SC Considers Bill To Become 27th Constitutional Carry State

More than half of the nation’s states currently have some version of so-called “constitutional carry” firearms laws on the books — and one more might soon be joining the list.

According to reports, South Carolina lawmakers advanced legislation earlier this month that could make it the 27th U.S. state to enact broad protections for gun owners.

Republican state Rep. Bobby Cox first introduced House Bill 3594 and the chamber passed it with an 87-26 vote later the same month.

The state Senate’s judiciary subcommittee pushed the bill forward last week by a slim 3-2 margin, meaning it will now go before the full committee for a vote.

Pro-Second Amendment groups including the NRA have come out in support of the bill, as have state law enforcement leaders. Cox cited that widespread support in calling on fellow state legislators to “not delay” in passing the bill.

“The House version was a collaborative effort between 2A groups and law enforcement to restore our constitutional freedom and keep guns out of the hands of criminals,” he added.

GOP Gov.

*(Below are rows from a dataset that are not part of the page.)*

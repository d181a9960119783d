// This Source Code Form is subject to the terms of the Mozilla Public
// License, v. 2.0. If a copy of the MPL was not distributed with this
// file, You can obtain one at http://mozilla.org/MPL/2.0/.

//! Glue with the worker script: panics, logs and errors all end up there.

use log::{Level, LevelFilter, Metadata, Record, SetLoggerError};
use wasm_bindgen::prelude::*;

/// Route panics to `console.error` when built with `console_error_panic_hook`.
/// Calling it several times is harmless.
pub fn set_panic_hook() {
    #[cfg(feature = "console_error_panic_hook")]
    console_error_panic_hook::set_once();
}

#[wasm_bindgen(raw_module = "../relief-worker.mjs")]
extern "C" {
    /// Worker side sink, levels are 0 (error) to 4 (trace).
    #[wasm_bindgen(js_name = "appLog")]
    fn app_log(level: u32, content: &str);
}

/// `log` backend posting every record to the worker script.
pub struct WasmLogger;

static LOGGER: WasmLogger = WasmLogger;

impl WasmLogger {
    /// Fails if a logger is already installed, the level is updated anyway.
    pub fn init(max_level: LevelFilter) -> Result<(), SetLoggerError> {
        log::set_max_level(max_level);
        log::set_logger(&LOGGER)
    }
    pub fn setup(max_level: LevelFilter) {
        log::set_max_level(max_level)
    }
}

impl log::Log for WasmLogger {
    fn enabled(&self, metadata: &Metadata) -> bool {
        metadata.level() <= log::max_level()
    }

    fn log(&self, record: &Record) {
        if self.enabled(record.metadata()) {
            app_log(host_level(record.level()), &record.args().to_string());
        }
    }

    fn flush(&self) {}
}

// `Level` discriminants start at 1 for errors.
fn host_level(level: Level) -> u32 {
    level as u32 - 1
}

/// Same scale as `host_level`, anything above 4 means trace.
pub fn verbosity_filter(verbosity: u32) -> LevelFilter {
    [
        LevelFilter::Error,
        LevelFilter::Warn,
        LevelFilter::Info,
        LevelFilter::Debug,
    ]
    .get(verbosity as usize)
    .copied()
    .unwrap_or(LevelFilter::Trace)
}

/// Log an error with its causes and hand the message back to the worker.
pub fn report_error<E: Into<anyhow::Error>>(error: E) -> JsValue {
    let message = format!("{:#}", error.into());
    log::error!("{}", message);
    JsValue::from_str(&message)
}

#[cfg(test)]
mod tests {
    use super::*;

    #[test]
    fn levels_match_the_worker_scale() {
        assert_eq!(host_level(Level::Error), 0);
        assert_eq!(host_level(Level::Trace), 4);
        assert_eq!(verbosity_filter(0), LevelFilter::Error);
        assert_eq!(verbosity_filter(2), LevelFilter::Info);
        assert_eq!(verbosity_filter(9), LevelFilter::Trace);
    }
}
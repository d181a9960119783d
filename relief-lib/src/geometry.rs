// This Source Code Form is subject to the terms of the Mozilla Public
// License, v. 2.0. If a copy of the MPL was not distributed with this
// file, You can obtain one at http://mozilla.org/MPL/2.0/.

//! Axis aligned bounding box shared by placement, fitting and camera framing.

use nalgebra::{Point3, Vector3};

/// Axis aligned box in object units, `min <= max` componentwise.
#[derive(Debug, Clone, Copy, PartialEq)]
pub struct BoundingBox {
    pub min: Point3<f64>,
    pub max: Point3<f64>,
}

impl BoundingBox {
    /// Box spanned by two opposite corners, in any order.
    pub fn new(a: Point3<f64>, b: Point3<f64>) -> Self {
        Self {
            min: Point3::from(a.coords.inf(&b.coords)),
            max: Point3::from(a.coords.sup(&b.coords)),
        }
    }

    /// Box centered at the origin with the given size.
    pub fn centered(size: Vector3<f64>) -> Self {
        let half = size.abs() * 0.5;
        Self::new(Point3::from(-half), Point3::from(half))
    }

    /// Tightest box around the points, `None` if there is none.
    pub fn from_points<'a, I: IntoIterator<Item = &'a Point3<f64>>>(points: I) -> Option<Self> {
        let mut points = points.into_iter();
        let first = *points.next()?;
        Some(points.fold(Self::new(first, first), |bbox, p| Self {
            min: Point3::from(bbox.min.coords.inf(&p.coords)),
            max: Point3::from(bbox.max.coords.sup(&p.coords)),
        }))
    }

    pub fn size(&self) -> Vector3<f64> {
        self.max - self.min
    }

    pub fn center(&self) -> Point3<f64> {
        nalgebra::center(&self.min, &self.max)
    }

    /// Length of the main diagonal.
    pub fn diagonal(&self) -> f64 {
        self.size().norm()
    }

    pub fn max_dimension(&self) -> f64 {
        self.size().max()
    }

    /// Same box after a uniform scale about the origin.
    pub fn scaled(&self, factor: f64) -> Self {
        Self::new(self.min * factor, self.max * factor)
    }
}

#[cfg(test)]
mod tests {
    use super::*;
    use approx::assert_relative_eq;

    #[test]
    fn corners_are_ordered() {
        let bbox = BoundingBox::new(Point3::new(1.0, -2.0, 3.0), Point3::new(-1.0, 2.0, 0.0));
        assert_eq!(bbox.min, Point3::new(-1.0, -2.0, 0.0));
        assert_eq!(bbox.max, Point3::new(1.0, 2.0, 3.0));
        assert_eq!(bbox.size(), Vector3::new(2.0, 4.0, 3.0));
        assert_eq!(bbox.center(), Point3::new(0.0, 0.0, 1.5));
        assert_relative_eq!(bbox.diagonal(), 29f64.sqrt());
        assert_eq!(bbox.max_dimension(), 4.0);
    }

    #[test]
    fn box_around_points() {
        let pts = vec![
            Point3::new(0.0, 0.0, 0.0),
            Point3::new(2.0, -1.0, 0.5),
            Point3::new(-1.0, 3.0, 0.25),
        ];
        let bbox = BoundingBox::from_points(&pts).unwrap();
        assert_eq!(bbox.min, Point3::new(-1.0, -1.0, 0.0));
        assert_eq!(bbox.max, Point3::new(2.0, 3.0, 0.5));
        assert!(BoundingBox::from_points(&[]).is_none());
    }

    #[test]
    fn negative_scale_keeps_invariant() {
        let bbox = BoundingBox::centered(Vector3::new(2.0, 4.0, 6.0)).scaled(-0.5);
        assert_eq!(bbox.size(), Vector3::new(1.0, 2.0, 3.0));
    }
}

Henry McMaster acknowledged that some residents are hesitant about expanding gun rights in the state, but he said that if the bill reaches his desk, he plans to sign it into law.

“I know there’s a concern about it, but I don’t share those concerns,” he explained. “I don’t think everybody’s going to run out and buy a pistol to carry it around. I think the people who will are the law-abiding citizens who know how to handle firearms, and I think the Constitution, the Second Amendment, says you have a right, and I think the legislation is right on point.”

Republican Florida Gov. Ron DeSantis recently signed a similar bill into law that allows residents of that state to carry a concealed firearm without a permit.

GOP state Sen. Jay Collins sponsored that bill and issued a statement celebrating the governor’s decision to support it.

“Government will not get in the way of law-abiding Americans who want to defend themselves and their families,” he said.

In Georgia, Republican state Sen. Jason Anavitarte sponsored a constitutional carry bill out of concern that COVID-19 had made it more difficult to obtain a permit.

“The opposing argument will say that this is going to do more harm than good, but if you’re a criminal in Georgia, you shouldn’t be carrying anyway,” he said in defense of the legislation. “As we’ve seen crime rates go up, I think more people want to be able to possess a firearm to protect themselves.”